Below are records; count how many of their lines contain the word "expect" and give the number alone.

(THE DATA begins)

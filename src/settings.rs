use std::{path::PathBuf, time::Duration};

use once_cell::sync::Lazy;
use regex::Regex;
use serde::{Deserialize, Serialize};

use crate::{
    error::{Result, TransportError},
    target::{local_home_dir, local_username, Authentication, ConnectionTarget, DEFAULT_SSH_PORT},
};

pub const INPUT_FILE_VARIABLE: &str = "$inFile";
pub const OUTPUT_FILE_VARIABLE: &str = "$outFile";
pub const USER_VARIABLE: &str = "$USER";
pub const HOME_VARIABLE: &str = "$USER_HOME";

static POSIX_ABSOLUTE: Lazy<Regex> =
    Lazy::new(|| Regex::new(r"^/").expect("valid posix path pattern"));
static WINDOWS_ABSOLUTE: Lazy<Regex> =
    Lazy::new(|| Regex::new(r"^([A-Za-z]:[\\/]|\\\\)").expect("valid windows path pattern"));

/// Turns stored ciphertext back into a secret.
pub trait CredentialDecryptor: Send + Sync {
    fn decrypt(&self, ciphertext: &str) -> Result<String>;
}

/// For settings whose secrets are stored unencrypted.
#[derive(Debug, Clone, Copy, Default)]
pub struct PlaintextCredentials;

impl CredentialDecryptor for PlaintextCredentials {
    fn decrypt(&self, ciphertext: &str) -> Result<String> {
        Ok(ciphertext.to_string())
    }
}

/// Persisted settings of a remote execution step.
#[derive(Debug, Clone, PartialEq, Eq, Serialize, Deserialize)]
#[serde(rename_all = "camelCase", default)]
pub struct RemoteExecSettings {
    pub host: String,
    pub port: u16,
    pub user: Option<String>,
    /// Encrypted.
    pub password: Option<String>,
    pub key_file: Option<PathBuf>,
    /// Encrypted.
    pub key_passphrase: Option<String>,
    /// Seconds, zero for none.
    pub timeout: u64,
    pub command: String,
    pub remote_input_file: String,
    pub remote_output_file: String,
    pub disable_known_hosts: bool,
}

impl Default for RemoteExecSettings {
    fn default() -> Self {
        RemoteExecSettings {
            host: String::new(),
            port: DEFAULT_SSH_PORT,
            user: None,
            password: None,
            key_file: None,
            key_passphrase: None,
            timeout: 0,
            command: String::new(),
            remote_input_file: String::new(),
            remote_output_file: String::new(),
            disable_known_hosts: false,
        }
    }
}

impl RemoteExecSettings {
    pub fn from_toml_str(content: &str) -> Result<Self> {
        toml::from_str(content).map_err(|err| TransportError::InvalidSettings(err.to_string()))
    }

    pub fn to_toml_string(&self) -> Result<String> {
        toml::to_string(self).map_err(|err| TransportError::InvalidSettings(err.to_string()))
    }

    pub fn validate(&self) -> Result<()> {
        if self.host.trim().is_empty() {
            return Err(TransportError::InvalidSettings("No host specified".into()));
        }
        if self.command.trim().is_empty() {
            return Err(TransportError::InvalidSettings("No remote command specified".into()));
        }
        for (label, path) in [
            ("remote input file", &self.remote_input_file),
            ("remote output file", &self.remote_output_file),
        ] {
            if path.trim().is_empty() {
                return Err(TransportError::InvalidSettings(format!("No {label} specified")));
            }
            if !is_absolute_path(path) {
                return Err(TransportError::InvalidSettings(format!(
                    "The {label} must be an absolute path: {path}"
                )));
            }
        }
        Ok(())
    }

    pub fn connect_timeout(&self) -> Option<Duration> {
        match self.timeout {
            0 => None,
            seconds => Some(Duration::from_secs(seconds)),
        }
    }

    pub fn connection_target(
        &self,
        decryptor: &dyn CredentialDecryptor,
    ) -> Result<ConnectionTarget> {
        let authentication = match (&self.key_file, &self.password) {
            (Some(path), _) => Authentication::PrivateKey {
                path: path.clone(),
                passphrase: decrypt_optional(decryptor, self.key_passphrase.as_deref())?,
            },
            (None, Some(password)) => Authentication::Password(decryptor.decrypt(password)?),
            (None, None) => Authentication::None,
        };

        Ok(ConnectionTarget {
            host: self.host.trim().to_string(),
            port: Some(self.port),
            username: self.user.clone().filter(|user| !user.is_empty()),
            authentication,
            verify_host_key: !self.disable_known_hosts,
        })
    }

    /// The command with the staging and local-user variables filled in.
    pub fn expanded_command(&self) -> String {
        substitute_variables(
            &self.command,
            &[
                (INPUT_FILE_VARIABLE, self.remote_input_file.as_str()),
                (OUTPUT_FILE_VARIABLE, self.remote_output_file.as_str()),
                (HOME_VARIABLE, local_home_dir().as_str()),
                (USER_VARIABLE, local_username().as_str()),
            ],
        )
    }
}

fn decrypt_optional(
    decryptor: &dyn CredentialDecryptor,
    value: Option<&str>,
) -> Result<Option<String>> {
    match value {
        Some(value) if !value.is_empty() => Ok(Some(decryptor.decrypt(value)?)),
        _ => Ok(None),
    }
}

/// Replaces each occurrence of a variable with its value in one left-to-right pass.
/// At every position the variables are tried in the given order, so a variable
/// that is a prefix of another must come after it.
pub fn substitute_variables(template: &str, variables: &[(&str, &str)]) -> String {
    let mut output = String::with_capacity(template.len());
    let mut rest = template;
    'scan: while let Some(ch) = rest.chars().next() {
        if ch == '$' {
            for (name, value) in variables {
                if let Some(after) = rest.strip_prefix(*name) {
                    output.push_str(value);
                    rest = after;
                    continue 'scan;
                }
            }
        }
        output.push(ch);
        rest = &rest[ch.len_utf8()..];
    }
    output
}

pub fn is_absolute_path(path: &str) -> bool {
    if cfg!(windows) {
        WINDOWS_ABSOLUTE.is_match(path)
    } else {
        POSIX_ABSOLUTE.is_match(path)
    }
}

#[cfg(test)]
mod tests {
    use super::*;

    fn valid() -> RemoteExecSettings {
        RemoteExecSettings {
            host: "h".into(),
            user: Some("u".into()),
            command: "run $inFile $outFile".into(),
            remote_input_file: "/tmp/in.csv".into(),
            remote_output_file: "/tmp/out.csv".into(),
            ..RemoteExecSettings::default()
        }
    }

    #[test]
    fn expands_staging_variables() {
        assert_eq!(valid().expanded_command(), "run /tmp/in.csv /tmp/out.csv");
    }

    #[test]
    fn home_variable_wins_over_user_prefix() {
        let expanded = substitute_variables(
            "$USER_HOME/$USER",
            &[("$USER_HOME", "/home/alice"), ("$USER", "alice")],
        );
        assert_eq!(expanded, "/home/alice/alice");
    }

    #[test]
    fn unknown_dollar_sequences_are_kept() {
        let expanded = substitute_variables("echo $PATH $", &[("$USER", "alice")]);
        assert_eq!(expanded, "echo $PATH $");
    }

    #[test]
    fn validation_requires_fields() {
        assert!(valid().validate().is_ok());

        let mut settings = valid();
        settings.host = " ".into();
        assert!(matches!(settings.validate(), Err(TransportError::InvalidSettings(_))));

        let mut settings = valid();
        settings.command.clear();
        assert!(settings.validate().is_err());

        let mut settings = valid();
        settings.remote_output_file.clear();
        assert!(settings.validate().is_err());
    }

    #[cfg(unix)]
    #[test]
    fn validation_requires_absolute_paths() {
        let mut settings = valid();
        settings.remote_input_file = "tmp/in.csv".into();
        let err = settings.validate().unwrap_err();
        assert!(err.to_string().contains("absolute path"));
    }

    #[test]
    fn toml_round_trip_uses_persisted_keys() {
        let toml = r#"
            host = "h"
            port = 2222
            command = "run"
            remoteInputFile = "/a"
            remoteOutputFile = "/b"
            disableKnownHosts = true
        "#;
        let settings = RemoteExecSettings::from_toml_str(toml).unwrap();
        assert_eq!(settings.port, 2222);
        assert!(settings.disable_known_hosts);
        assert_eq!(settings.remote_input_file, "/a");
        assert_eq!(settings.timeout, 0);
        assert!(settings.to_toml_string().unwrap().contains("remoteOutputFile"));
    }

    #[test]
    fn connection_target_decrypts_secrets() {
        struct Reverse;
        impl CredentialDecryptor for Reverse {
            fn decrypt(&self, ciphertext: &str) -> Result<String> {
                Ok(ciphertext.chars().rev().collect())
            }
        }

        let mut settings = valid();
        settings.password = Some("terces".into());
        settings.disable_known_hosts = true;
        let target = settings.connection_target(&Reverse).unwrap();
        assert_eq!(target.authentication, Authentication::Password("secret".into()));
        assert!(!target.verify_host_key);
        assert_eq!(target.effective_port(), 22);
    }

    #[test]
    fn zero_timeout_means_none() {
        assert_eq!(valid().connect_timeout(), None);
        let mut settings = valid();
        settings.timeout = 5;
        assert_eq!(settings.connect_timeout(), Some(Duration::from_secs(5)));
    }
}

(THE DATA ends)

EXERCISE SOLUTION: 2